6: Марс спускается на землю, чтобы уничтожить минийцев. Когда битва уже в разгаре (обращение к Музам 33 сл. и 516), Юнона просит Венеру о помощи, чтобы та внушила Медее любовь к Язону. Затем Юнона является Медее в облике ее сестры Халкиопы и вместе с ней со стены наблюдает за подвигами Язона. Повествование о битве переплетается с повествованием о Медее.
7: В то время как охваченная любовью Медея разговаривает сама с собою, разгневанный Ээт ставит перед Язоном новые тяжелые задачи. Юнона посылает Венеру, которая принимает облик Кирки и властно ведет Медею к Язону. С помощью волшебных средств колхидянка укрощает ради Язона огнедышащих быков и побеждает землеродных.

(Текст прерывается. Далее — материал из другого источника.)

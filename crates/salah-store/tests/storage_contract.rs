//! Behaviour every backend must share, run against each of them

use chrono::{Duration, Utc};
use salah_core::{
    Backend, Language, NewPrayerTimesCache, NewUser, NewUserPreferences, PrayerTimesCacheStore,
    PrayerTimesKey, Storage, StorageConfig, Theme, UserPreferencesPatch,
};
use salah_store::open_storage;
use serde_json::json;
use std::sync::Arc;

async fn backends() -> Vec<(&'static str, Arc<dyn Storage>)> {
    let memory = open_storage(&StorageConfig::default()).await.unwrap();
    let sqlite = open_storage(&StorageConfig {
        backend: Backend::Sqlite,
        ..StorageConfig::default()
    })
    .await
    .unwrap();
    vec![("memory", memory), ("sqlite", sqlite)]
}

fn visitor(ip: &str) -> NewUserPreferences {
    NewUserPreferences {
        ip_address: ip.to_string(),
        location: Some("Kazan".to_string()),
        method: Some(14),
        theme: Theme::Light,
        language: Language::Ru,
    }
}

#[tokio::test]
async fn user_ids_strictly_increase() {
    for (name, storage) in backends().await {
        let mut last = 0;
        for i in 0..10 {
            let user = storage
                .create_user(NewUser::new(format!("user{}", i), "hash"))
                .await
                .unwrap();
            assert!(user.id > last, "{}: id {} after {}", name, user.id, last);
            last = user.id;
        }
    }
}

#[tokio::test]
async fn username_lookup_never_returns_another_name() {
    for (name, storage) in backends().await {
        storage.create_user(NewUser::new("zayd", "a")).await.unwrap();
        storage.create_user(NewUser::new("zaynab", "b")).await.unwrap();

        let found = storage.get_user_by_username("zaynab").await.unwrap().unwrap();
        assert_eq!(found.username, "zaynab", "{}", name);
        assert!(storage.get_user_by_username("zay").await.unwrap().is_none(), "{}", name);
    }
}

#[tokio::test]
async fn created_preferences_read_back_unchanged() {
    for (name, storage) in backends().await {
        let input = visitor("10.0.0.1");
        let created = storage.create_user_preferences(input.clone()).await.unwrap();
        let read = storage
            .get_user_preferences("10.0.0.1")
            .await
            .unwrap()
            .unwrap();

        assert_eq!(read, created, "{}", name);
        assert_eq!(read.ip_address, input.ip_address);
        assert_eq!(read.location, input.location);
        assert_eq!(read.method, input.method);
        assert_eq!(read.theme, input.theme);
        assert_eq!(read.language, input.language);
        assert_eq!(read.created_at, read.updated_at, "{}", name);
    }
}

#[tokio::test]
async fn update_of_unknown_address_creates_nothing() {
    for (name, storage) in backends().await {
        let patch = UserPreferencesPatch {
            theme: Some(Theme::Dark),
            ..Default::default()
        };
        let result = storage
            .update_user_preferences("203.0.113.9", patch)
            .await
            .unwrap();

        assert!(result.is_none(), "{}", name);
        assert!(
            storage.get_user_preferences("203.0.113.9").await.unwrap().is_none(),
            "{}",
            name
        );
    }
}

#[tokio::test]
async fn partial_update_changes_only_supplied_field() {
    for (name, storage) in backends().await {
        let before = storage
            .create_user_preferences(visitor("10.0.0.2"))
            .await
            .unwrap();

        let patch = UserPreferencesPatch {
            language: Some(Language::De),
            ..Default::default()
        };
        storage
            .update_user_preferences("10.0.0.2", patch)
            .await
            .unwrap()
            .unwrap();

        let after = storage
            .get_user_preferences("10.0.0.2")
            .await
            .unwrap()
            .unwrap();
        assert_eq!(after.language, Language::De, "{}", name);
        assert_eq!(after.id, before.id);
        assert_eq!(after.location, before.location);
        assert_eq!(after.method, before.method);
        assert_eq!(after.theme, before.theme);
        assert_eq!(after.created_at, before.created_at);
        assert!(after.updated_at > before.updated_at, "{}", name);
    }
}

#[tokio::test]
async fn live_cache_entry_is_found() {
    for (name, storage) in backends().await {
        let created = storage
            .create_prayer_times_cache(NewPrayerTimesCache {
                location: "Cairo".to_string(),
                date: "2024-05-01".to_string(),
                method: 3,
                payload: json!({"fajr": "03:43", "maghrib": "18:39"}),
                expires_at: Utc::now() + Duration::seconds(3600),
            })
            .await
            .unwrap();

        let found = storage
            .get_prayer_times_cache("Cairo", "2024-05-01", 3)
            .await
            .unwrap();
        assert_eq!(found, Some(created), "{}", name);
    }
}

#[tokio::test]
async fn expired_cache_entry_is_absent() {
    for (name, storage) in backends().await {
        let key = PrayerTimesKey::new("Cairo", "2024-05-01", 3);
        storage
            .create_prayer_times_cache(NewPrayerTimesCache::with_ttl(
                key,
                json!({}),
                Duration::milliseconds(250),
            ))
            .await
            .unwrap();

        assert!(storage
            .get_prayer_times_cache("Cairo", "2024-05-01", 3)
            .await
            .unwrap()
            .is_some());

        tokio::time::sleep(std::time::Duration::from_millis(400)).await;

        assert!(
            storage
                .get_prayer_times_cache("Cairo", "2024-05-01", 3)
                .await
                .unwrap()
                .is_none(),
            "{}",
            name
        );
    }
}

#[tokio::test]
async fn expired_entry_stays_in_memory_storage() {
    let storage = salah_store::MemStorage::new();
    storage
        .create_prayer_times_cache(NewPrayerTimesCache {
            location: "Cairo".to_string(),
            date: "2024-05-01".to_string(),
            method: 3,
            payload: json!({}),
            expires_at: Utc::now() - Duration::seconds(1),
        })
        .await
        .unwrap();

    assert!(storage
        .get_prayer_times_cache("Cairo", "2024-05-01", 3)
        .await
        .unwrap()
        .is_none());
    assert_eq!(storage.prayer_times_count().await, 1);
}

#[tokio::test]
async fn mismatched_method_is_absent() {
    for (name, storage) in backends().await {
        storage
            .create_prayer_times_cache(NewPrayerTimesCache::with_ttl(
                PrayerTimesKey::new("Cairo", "2024-05-01", 3),
                json!({}),
                Duration::hours(1),
            ))
            .await
            .unwrap();

        assert!(
            storage
                .get_prayer_times_cache("Cairo", "2024-05-01", 2)
                .await
                .unwrap()
                .is_none(),
            "{}",
            name
        );
    }
}

#[tokio::test]
async fn duplicate_addresses_resolve_to_first_created() {
    for (name, storage) in backends().await {
        let first = storage
            .create_user_preferences(visitor("10.0.0.3"))
            .await
            .unwrap();
        let second = storage
            .create_user_preferences(NewUserPreferences {
                theme: Theme::Dark,
                ..visitor("10.0.0.3")
            })
            .await
            .unwrap();
        assert!(second.id > first.id);

        for _ in 0..5 {
            let found = storage
                .get_user_preferences("10.0.0.3")
                .await
                .unwrap()
                .unwrap();
            assert_eq!(found.id, first.id, "{}", name);
        }
    }
}

#[tokio::test]
async fn duplicate_usernames_resolve_to_first_created() {
    for (name, storage) in backends().await {
        let first = storage.create_user(NewUser::new("omar", "one")).await.unwrap();
        let second = storage.create_user(NewUser::new("omar", "two")).await.unwrap();
        assert!(second.id > first.id, "{}", name);

        for _ in 0..5 {
            let found = storage.get_user_by_username("omar").await.unwrap().unwrap();
            assert_eq!(found, first, "{}", name);
        }
    }
}

#[tokio::test]
async fn duplicate_live_cache_entries_resolve_to_first_created() {
    for (name, storage) in backends().await {
        let key = PrayerTimesKey::new("Istanbul", "2024-05-01", 13);
        let first = storage
            .create_prayer_times_cache(NewPrayerTimesCache::with_ttl(
                key.clone(),
                json!({"fajr": "04:12"}),
                Duration::hours(1),
            ))
            .await
            .unwrap();
        let second = storage
            .create_prayer_times_cache(NewPrayerTimesCache::with_ttl(
                key.clone(),
                json!({"fajr": "04:13"}),
                Duration::hours(2),
            ))
            .await
            .unwrap();
        assert!(second.id > first.id, "{}", name);

        for _ in 0..5 {
            let found = storage
                .get_prayer_times_cache(&key.location, &key.date, key.method)
                .await
                .unwrap();
            assert_eq!(found, Some(first.clone()), "{}", name);
        }
    }
}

8: Медея усыпляет дракона, Язон похищает золотое руно и бежит вместе с нею. Брат Медеи Абсирт настигает аргонавтов у устья Дуная. Юнона устраивает шторм, чтобы помешать колхам. Язон думает о выдаче Медеи.
Источники, образцы, жанры
Важнейшие образцы сохранились: Гомер, Пиндар (Pyth. 4), Аполлоний Родосский, Вергилий (не исключая Георгик), Овидий и Лукан. Утрачен только Варрон Атацинский. Весьма интересно наблюдать, как Флакк придает эпическому повествованию Аполлония вергилиевские и иногда даже гомеровские черты, вводя сцены с богами, обряды, сны и пророчества. Для этого он отказывается от многих находок аполлониевой учености - давая, однако, понять, что он изучал схолии к его Аргонавтике[6].
Литературная техника
Можно назвать произведение Флакка триумфом "эпической техники". Это справедливо как для целого, так и для частностей. Из четырех слишком длинных книг Аполлония он делает восемь, не увеличивая общего числа стихов. С одной стороны, он вводит речи, сцены с богами и новые эпизоды, с другой - сокращает утомительно ученые описания путешествия. Поэтому в целом пропорции изменяются: отдельные сцены и образы выступают на первый план в ущерб гладкому ходу повествования[7]. Валерий стремится к тому, чтобы его рассказ руководствовался живым воображением; однако меньше всего его можно упрекнуть в отсутствии плана.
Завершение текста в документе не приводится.